## PROVIDED ENTRIES:
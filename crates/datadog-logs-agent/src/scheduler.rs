// Copyright 2025-Present Datadog, Inc. https://www.datadoghq.com/
// SPDX-License-Identifier: Apache-2.0

//! Flush scheduling: decides after every enqueue whether a batch-triggered
//! flush should fire.
//!
//! A batch-triggered flush fires when the queue holds at least
//! `min_batch_size` records, at least `min_time_delay` has passed since the
//! last batch trigger, and the scheduler is active. Explicit and periodic
//! flushes bypass this logic entirely and never update `last_scheduled`, so
//! they cannot starve the next batch trigger.

use std::sync::atomic::{AtomicBool, Ordering};
use std::sync::Mutex;
use std::time::{Duration, Instant};
use tracing::debug;

pub struct FlushScheduler {
    min_batch_size: usize,
    min_time_delay: Duration,
    /// Instant of the last batch-triggered flush; `None` means never.
    last_scheduled: Mutex<Option<Instant>>,
    active: AtomicBool,
}

#[allow(clippy::expect_used)]
impl FlushScheduler {
    pub fn new(min_batch_size: usize, min_time_delay: Duration) -> Self {
        Self {
            min_batch_size,
            min_time_delay,
            last_scheduled: Mutex::new(None),
            active: AtomicBool::new(true),
        }
    }

    /// Evaluated after every successful append. Returns `true` when a
    /// constrained batch flush should be triggered; `last_scheduled` is
    /// updated in the same critical section so two racing enqueues cannot
    /// both conclude the delay has elapsed.
    pub fn on_enqueue(&self, current_size: usize) -> bool {
        self.evaluate_at(current_size, Instant::now())
    }

    fn evaluate_at(&self, current_size: usize, now: Instant) -> bool {
        if !self.is_active() {
            return false;
        }
        let mut last = self.last_scheduled.lock().expect("lock poisoned");
        let can_send = last.map_or(true, |at| now.duration_since(at) > self.min_time_delay);
        if current_size >= self.min_batch_size && can_send {
            *last = Some(now);
            debug!("Batch flush triggered at queue size {current_size}");
            true
        } else {
            false
        }
    }

    /// Suppresses batch-triggered flushes. Explicit and periodic flushes are
    /// unaffected.
    pub fn pause(&self) {
        self.active.store(false, Ordering::SeqCst);
    }

    pub fn resume(&self) {
        self.active.store(true, Ordering::SeqCst);
    }

    pub fn is_active(&self) -> bool {
        self.active.load(Ordering::SeqCst)
    }
}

## ASSIGNED TASK:
Reproduce each entry from the records above, character for character.

## COMPLETED TASK:
filename crates/datadog-logs-agent/src/scheduler.rs
// Copyright 2025-Present Datadog, Inc. https://www.datadoghq.com/
// SPDX-License-Identifier: Apache-2.0

//! Flush scheduling: decides after every enqueue whether a batch-triggered
//! flush should fire.
//!
//! A batch-triggered flush fires when the queue holds at least
//! `min_batch_size` records, at least `min_time_delay` has passed since the
//! last batch trigger, and the scheduler is active. Explicit and periodic
//! flushes bypass this logic entirely and never update `last_scheduled`, so
//! they cannot starve the next batch trigger.

use std::sync::atomic::{AtomicBool, Ordering};
use std::sync::Mutex;
use std::time::{Duration, Instant};
use tracing::debug;

pub struct FlushScheduler {
    min_batch_size: usize,
    min_time_delay: Duration,
    /// Instant of the last batch-triggered flush; `None` means never.
    last_scheduled: Mutex<Option<Instant>>,
    active: AtomicBool,
}

#[allow(clippy::expect_used)]
impl FlushScheduler {
    pub fn new(min_batch_size: usize, min_time_delay: Duration) -> Self {
        Self {
            min_batch_size,
            min_time_delay,
            last_scheduled: Mutex::new(None),
            active: AtomicBool::new(true),
        }
    }

    /// Evaluated after every successful append. Returns `true` when a
    /// constrained batch flush should be triggered; `last_scheduled` is
    /// updated in the same critical section so two racing enqueues cannot
    /// both conclude the delay has elapsed.
    pub fn on_enqueue(&self, current_size: usize) -> bool {
        self.evaluate_at(current_size, Instant::now())
    }

    fn evaluate_at(&self, current_size: usize, now: Instant) -> bool {
        if !self.is_active() {
            return false;
        }
        let mut last = self.last_scheduled.lock().expect("lock poisoned");
        let can_send = last.map_or(true, |at| now.duration_since(at) > self.min_time_delay);
        if current_size >= self.min_batch_size && can_send {
            *last = Some(now);
            debug!("Batch flush triggered at queue size {current_size}");
            true
        } else {
            false
        }
    }

    /// Suppresses batch-triggered flushes. Explicit and periodic flushes are
    /// unaffected.
    pub fn pause(&self) {
        self.active.store(false, Ordering::SeqCst);
    }

    pub fn resume(&self) {
        self.active.store(true, Ordering::SeqCst);
    }

    pub fn is_active(&self) -> bool {
        self.active.load(Ordering::SeqCst)
    }
}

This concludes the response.